» **Aim of the task**
When a line in the entries below contains the word "statuses", copy that line.

Source data section start

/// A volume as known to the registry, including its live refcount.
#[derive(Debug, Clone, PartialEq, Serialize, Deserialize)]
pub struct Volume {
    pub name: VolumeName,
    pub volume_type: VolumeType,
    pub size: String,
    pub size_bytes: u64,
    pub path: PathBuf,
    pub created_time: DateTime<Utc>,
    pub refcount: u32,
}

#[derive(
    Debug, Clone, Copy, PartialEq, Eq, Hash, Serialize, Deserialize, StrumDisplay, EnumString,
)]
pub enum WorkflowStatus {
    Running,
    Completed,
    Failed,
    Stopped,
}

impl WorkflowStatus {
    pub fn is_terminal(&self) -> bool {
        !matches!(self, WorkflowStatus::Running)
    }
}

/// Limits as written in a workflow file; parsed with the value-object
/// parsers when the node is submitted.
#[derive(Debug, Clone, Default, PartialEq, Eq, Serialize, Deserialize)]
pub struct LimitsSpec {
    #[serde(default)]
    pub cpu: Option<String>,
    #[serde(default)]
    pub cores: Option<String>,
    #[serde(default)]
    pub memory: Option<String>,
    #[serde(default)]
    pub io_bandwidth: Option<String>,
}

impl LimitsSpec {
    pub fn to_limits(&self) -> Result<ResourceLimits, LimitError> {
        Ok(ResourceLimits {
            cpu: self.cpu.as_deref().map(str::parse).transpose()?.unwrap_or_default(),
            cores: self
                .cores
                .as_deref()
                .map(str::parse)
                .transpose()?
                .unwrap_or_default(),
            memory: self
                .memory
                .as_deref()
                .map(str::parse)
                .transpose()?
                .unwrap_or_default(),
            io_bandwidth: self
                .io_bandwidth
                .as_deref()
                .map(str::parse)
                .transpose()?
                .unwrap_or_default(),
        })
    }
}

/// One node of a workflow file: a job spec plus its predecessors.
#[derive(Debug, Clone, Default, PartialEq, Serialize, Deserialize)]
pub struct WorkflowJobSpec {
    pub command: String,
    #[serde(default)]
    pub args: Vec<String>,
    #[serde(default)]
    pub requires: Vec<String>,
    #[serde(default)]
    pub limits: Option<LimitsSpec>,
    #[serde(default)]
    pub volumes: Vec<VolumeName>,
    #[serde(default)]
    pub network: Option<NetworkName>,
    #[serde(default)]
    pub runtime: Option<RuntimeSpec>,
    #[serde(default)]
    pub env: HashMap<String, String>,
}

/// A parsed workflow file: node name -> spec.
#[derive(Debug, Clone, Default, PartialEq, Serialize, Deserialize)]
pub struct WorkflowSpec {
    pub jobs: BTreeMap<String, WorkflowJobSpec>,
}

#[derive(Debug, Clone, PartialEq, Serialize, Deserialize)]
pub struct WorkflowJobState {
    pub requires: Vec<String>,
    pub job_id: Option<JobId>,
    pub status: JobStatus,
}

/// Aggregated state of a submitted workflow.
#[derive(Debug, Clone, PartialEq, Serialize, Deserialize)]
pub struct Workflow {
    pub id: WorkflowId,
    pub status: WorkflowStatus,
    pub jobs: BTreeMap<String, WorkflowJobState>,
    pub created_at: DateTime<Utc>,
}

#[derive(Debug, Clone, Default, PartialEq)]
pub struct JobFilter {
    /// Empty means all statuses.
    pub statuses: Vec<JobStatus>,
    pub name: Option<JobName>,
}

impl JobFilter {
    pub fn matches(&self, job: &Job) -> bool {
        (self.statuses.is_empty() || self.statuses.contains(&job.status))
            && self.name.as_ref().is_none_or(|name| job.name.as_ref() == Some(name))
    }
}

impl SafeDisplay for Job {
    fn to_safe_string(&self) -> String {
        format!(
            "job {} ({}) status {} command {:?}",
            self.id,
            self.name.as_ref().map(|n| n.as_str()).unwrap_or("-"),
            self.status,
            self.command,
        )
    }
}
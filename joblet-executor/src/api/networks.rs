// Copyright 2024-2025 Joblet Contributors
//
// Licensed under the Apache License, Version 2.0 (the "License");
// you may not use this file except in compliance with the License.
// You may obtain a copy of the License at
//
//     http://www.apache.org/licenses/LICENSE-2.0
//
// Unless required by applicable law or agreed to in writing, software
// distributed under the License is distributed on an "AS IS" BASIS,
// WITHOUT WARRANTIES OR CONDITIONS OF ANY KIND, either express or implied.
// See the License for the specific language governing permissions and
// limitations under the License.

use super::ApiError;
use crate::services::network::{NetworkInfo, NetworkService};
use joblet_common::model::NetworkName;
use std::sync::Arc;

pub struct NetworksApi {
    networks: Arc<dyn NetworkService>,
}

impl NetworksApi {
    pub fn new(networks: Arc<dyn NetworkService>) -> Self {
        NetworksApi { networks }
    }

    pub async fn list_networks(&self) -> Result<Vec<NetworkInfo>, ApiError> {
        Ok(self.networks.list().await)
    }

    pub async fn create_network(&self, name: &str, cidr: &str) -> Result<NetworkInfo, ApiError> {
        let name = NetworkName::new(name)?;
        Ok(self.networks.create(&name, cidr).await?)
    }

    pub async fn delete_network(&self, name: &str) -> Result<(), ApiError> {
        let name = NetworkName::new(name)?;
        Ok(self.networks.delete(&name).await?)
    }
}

Source data section end

» **Output of the exercise**
    /// Empty means all statuses.
    pub statuses: Vec<JobStatus>,
        (self.statuses.is_empty() || self.statuses.contains(&job.status))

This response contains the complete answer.